**Assignment**
Out of the material that follows, write out exactly the lines from the line with "every higher score)." to the line with "pub fn contains(&self, credit_score: i32)", both ends included, and no others.
** Material provided follows **
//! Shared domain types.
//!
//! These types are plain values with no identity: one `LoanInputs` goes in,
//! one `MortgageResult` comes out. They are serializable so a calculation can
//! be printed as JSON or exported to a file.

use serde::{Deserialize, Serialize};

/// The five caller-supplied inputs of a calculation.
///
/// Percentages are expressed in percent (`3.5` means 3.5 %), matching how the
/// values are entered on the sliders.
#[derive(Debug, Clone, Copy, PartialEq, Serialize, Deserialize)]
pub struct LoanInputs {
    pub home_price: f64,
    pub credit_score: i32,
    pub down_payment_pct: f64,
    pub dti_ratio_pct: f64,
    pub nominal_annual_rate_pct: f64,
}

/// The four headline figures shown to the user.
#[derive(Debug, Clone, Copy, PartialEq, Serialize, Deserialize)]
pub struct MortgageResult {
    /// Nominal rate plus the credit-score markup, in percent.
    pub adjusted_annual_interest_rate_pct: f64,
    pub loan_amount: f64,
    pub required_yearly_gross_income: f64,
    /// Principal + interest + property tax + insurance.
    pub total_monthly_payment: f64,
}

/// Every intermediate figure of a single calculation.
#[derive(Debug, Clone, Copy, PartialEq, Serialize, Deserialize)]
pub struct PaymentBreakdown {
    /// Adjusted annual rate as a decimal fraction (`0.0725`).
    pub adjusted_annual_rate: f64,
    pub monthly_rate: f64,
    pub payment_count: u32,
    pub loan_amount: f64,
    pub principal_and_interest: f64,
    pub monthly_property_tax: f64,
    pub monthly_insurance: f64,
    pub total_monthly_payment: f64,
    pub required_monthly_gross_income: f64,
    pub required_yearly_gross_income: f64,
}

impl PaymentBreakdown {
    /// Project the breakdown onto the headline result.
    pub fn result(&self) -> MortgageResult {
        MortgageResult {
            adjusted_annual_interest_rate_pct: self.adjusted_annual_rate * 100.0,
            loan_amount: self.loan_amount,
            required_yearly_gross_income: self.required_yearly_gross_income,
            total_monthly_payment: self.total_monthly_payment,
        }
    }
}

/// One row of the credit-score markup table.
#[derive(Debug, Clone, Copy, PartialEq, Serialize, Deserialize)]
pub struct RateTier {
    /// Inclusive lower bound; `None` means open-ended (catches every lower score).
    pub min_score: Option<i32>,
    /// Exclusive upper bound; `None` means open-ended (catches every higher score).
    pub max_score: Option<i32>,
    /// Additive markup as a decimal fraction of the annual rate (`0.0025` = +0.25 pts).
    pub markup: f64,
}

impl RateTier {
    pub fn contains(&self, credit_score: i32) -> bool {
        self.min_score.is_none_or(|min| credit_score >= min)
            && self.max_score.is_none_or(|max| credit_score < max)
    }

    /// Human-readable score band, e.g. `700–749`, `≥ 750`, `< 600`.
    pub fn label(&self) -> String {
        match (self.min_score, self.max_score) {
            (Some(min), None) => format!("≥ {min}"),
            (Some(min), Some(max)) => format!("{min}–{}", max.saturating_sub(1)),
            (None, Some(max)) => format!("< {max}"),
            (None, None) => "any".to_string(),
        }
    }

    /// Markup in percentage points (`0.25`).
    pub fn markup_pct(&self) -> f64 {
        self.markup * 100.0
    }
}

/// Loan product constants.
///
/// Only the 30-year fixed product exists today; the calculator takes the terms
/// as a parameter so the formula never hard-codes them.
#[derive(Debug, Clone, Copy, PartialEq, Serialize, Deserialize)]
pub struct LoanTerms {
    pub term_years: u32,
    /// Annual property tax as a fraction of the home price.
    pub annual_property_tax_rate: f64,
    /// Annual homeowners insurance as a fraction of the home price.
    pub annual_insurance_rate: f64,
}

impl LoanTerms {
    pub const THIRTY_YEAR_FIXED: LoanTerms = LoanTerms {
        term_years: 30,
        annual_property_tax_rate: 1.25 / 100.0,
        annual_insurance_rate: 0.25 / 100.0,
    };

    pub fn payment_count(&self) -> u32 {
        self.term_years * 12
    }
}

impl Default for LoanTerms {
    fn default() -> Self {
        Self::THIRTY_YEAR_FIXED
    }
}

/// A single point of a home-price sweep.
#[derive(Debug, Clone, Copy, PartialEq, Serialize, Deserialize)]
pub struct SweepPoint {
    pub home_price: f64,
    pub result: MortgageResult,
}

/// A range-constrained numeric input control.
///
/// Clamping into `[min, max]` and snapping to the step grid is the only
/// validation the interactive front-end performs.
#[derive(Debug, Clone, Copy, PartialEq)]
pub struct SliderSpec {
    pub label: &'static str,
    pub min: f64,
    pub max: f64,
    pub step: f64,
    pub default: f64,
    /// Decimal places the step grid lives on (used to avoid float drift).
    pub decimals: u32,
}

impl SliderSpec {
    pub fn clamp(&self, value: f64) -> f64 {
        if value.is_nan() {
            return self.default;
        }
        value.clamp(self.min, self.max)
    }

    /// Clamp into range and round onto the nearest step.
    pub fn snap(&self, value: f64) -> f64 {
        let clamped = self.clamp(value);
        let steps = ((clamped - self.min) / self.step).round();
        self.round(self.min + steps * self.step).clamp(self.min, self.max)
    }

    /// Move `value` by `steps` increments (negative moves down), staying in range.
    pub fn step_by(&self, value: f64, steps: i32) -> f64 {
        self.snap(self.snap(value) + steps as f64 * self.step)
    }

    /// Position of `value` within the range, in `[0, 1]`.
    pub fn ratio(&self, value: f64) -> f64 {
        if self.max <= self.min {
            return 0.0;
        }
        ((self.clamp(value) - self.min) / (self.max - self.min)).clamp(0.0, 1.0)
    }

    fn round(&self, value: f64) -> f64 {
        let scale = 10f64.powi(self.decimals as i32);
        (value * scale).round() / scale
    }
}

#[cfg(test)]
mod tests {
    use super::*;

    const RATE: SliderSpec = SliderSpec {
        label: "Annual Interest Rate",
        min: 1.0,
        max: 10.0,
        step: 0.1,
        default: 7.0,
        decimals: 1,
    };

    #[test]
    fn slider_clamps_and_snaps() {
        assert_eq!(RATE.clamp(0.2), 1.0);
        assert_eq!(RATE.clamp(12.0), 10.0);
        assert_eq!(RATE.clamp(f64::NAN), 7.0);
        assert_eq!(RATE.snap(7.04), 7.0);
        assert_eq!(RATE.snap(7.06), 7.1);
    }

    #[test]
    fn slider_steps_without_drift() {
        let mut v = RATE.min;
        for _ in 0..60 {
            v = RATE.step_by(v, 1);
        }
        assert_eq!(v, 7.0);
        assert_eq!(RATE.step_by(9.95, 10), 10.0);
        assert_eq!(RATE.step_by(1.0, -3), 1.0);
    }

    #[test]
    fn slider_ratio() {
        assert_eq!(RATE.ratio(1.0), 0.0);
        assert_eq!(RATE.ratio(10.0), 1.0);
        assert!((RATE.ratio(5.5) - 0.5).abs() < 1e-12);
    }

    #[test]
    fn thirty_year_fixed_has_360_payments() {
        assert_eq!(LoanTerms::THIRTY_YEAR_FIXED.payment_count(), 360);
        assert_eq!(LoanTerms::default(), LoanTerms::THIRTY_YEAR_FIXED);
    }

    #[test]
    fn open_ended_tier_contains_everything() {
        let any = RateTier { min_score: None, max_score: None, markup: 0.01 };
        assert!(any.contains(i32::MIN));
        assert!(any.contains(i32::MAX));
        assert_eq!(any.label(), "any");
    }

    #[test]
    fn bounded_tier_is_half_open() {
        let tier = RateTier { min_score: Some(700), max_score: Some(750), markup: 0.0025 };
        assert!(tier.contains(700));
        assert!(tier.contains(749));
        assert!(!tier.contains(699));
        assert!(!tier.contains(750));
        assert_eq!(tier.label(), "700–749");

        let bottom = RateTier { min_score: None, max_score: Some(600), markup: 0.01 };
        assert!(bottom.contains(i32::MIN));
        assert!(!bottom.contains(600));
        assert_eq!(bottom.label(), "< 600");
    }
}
** End of Material provided **
** Material provided follows **
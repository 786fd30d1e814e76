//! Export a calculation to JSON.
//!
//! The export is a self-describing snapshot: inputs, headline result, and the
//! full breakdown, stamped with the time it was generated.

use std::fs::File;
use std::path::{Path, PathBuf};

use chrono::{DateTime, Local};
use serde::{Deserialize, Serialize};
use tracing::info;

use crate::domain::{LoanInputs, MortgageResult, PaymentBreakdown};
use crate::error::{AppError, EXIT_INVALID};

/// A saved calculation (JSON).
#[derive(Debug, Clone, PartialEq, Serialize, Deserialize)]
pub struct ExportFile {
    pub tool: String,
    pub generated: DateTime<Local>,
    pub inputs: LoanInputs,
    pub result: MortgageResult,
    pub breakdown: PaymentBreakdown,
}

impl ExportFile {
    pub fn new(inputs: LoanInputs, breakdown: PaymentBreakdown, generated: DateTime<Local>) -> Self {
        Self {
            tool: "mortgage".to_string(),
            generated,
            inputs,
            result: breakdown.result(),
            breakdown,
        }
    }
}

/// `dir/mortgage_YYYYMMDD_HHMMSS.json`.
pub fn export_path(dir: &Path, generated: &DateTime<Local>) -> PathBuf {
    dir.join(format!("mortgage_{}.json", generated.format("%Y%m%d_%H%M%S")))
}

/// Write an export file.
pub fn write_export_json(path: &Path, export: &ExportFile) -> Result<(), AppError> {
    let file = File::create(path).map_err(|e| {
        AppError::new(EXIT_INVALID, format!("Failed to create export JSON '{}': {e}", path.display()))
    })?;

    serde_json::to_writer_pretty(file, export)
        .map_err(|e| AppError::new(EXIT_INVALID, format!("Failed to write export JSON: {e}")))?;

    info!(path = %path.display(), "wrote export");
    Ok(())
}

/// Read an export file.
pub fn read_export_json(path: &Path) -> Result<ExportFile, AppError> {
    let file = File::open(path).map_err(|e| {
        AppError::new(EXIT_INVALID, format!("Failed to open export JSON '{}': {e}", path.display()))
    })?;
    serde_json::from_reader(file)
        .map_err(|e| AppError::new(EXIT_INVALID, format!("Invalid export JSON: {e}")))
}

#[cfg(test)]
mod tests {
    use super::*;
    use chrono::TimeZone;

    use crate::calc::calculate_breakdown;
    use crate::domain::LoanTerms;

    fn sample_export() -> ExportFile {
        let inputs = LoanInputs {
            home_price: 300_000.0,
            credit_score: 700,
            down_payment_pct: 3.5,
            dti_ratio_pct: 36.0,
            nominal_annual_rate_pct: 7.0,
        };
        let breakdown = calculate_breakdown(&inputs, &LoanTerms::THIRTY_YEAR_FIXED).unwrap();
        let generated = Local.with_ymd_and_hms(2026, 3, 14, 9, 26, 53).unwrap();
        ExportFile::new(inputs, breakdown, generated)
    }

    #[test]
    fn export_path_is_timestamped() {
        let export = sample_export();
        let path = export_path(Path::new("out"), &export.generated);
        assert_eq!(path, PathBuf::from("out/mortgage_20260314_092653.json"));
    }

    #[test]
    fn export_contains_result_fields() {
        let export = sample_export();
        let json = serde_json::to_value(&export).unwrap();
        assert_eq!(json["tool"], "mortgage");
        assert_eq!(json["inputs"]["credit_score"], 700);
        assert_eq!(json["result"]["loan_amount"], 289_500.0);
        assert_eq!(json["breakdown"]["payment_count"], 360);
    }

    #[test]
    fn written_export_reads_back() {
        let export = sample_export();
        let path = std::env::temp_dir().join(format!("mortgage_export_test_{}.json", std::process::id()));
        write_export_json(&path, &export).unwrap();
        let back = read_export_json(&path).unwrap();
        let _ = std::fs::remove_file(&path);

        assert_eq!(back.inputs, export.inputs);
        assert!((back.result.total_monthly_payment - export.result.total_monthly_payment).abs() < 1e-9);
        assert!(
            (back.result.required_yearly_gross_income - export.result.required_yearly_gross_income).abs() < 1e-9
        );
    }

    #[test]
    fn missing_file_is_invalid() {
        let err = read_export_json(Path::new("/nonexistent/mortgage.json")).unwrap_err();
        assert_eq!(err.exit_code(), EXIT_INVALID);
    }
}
** End of Material provided **
**Completed exercise**
    /// Exclusive upper bound; `None` means open-ended (catches every higher score).
    pub max_score: Option<i32>,
    /// Additive markup as a decimal fraction of the annual rate (`0.0025` = +0.25 pts).
    pub markup: f64,
}

impl RateTier {
    pub fn contains(&self, credit_score: i32) -> bool {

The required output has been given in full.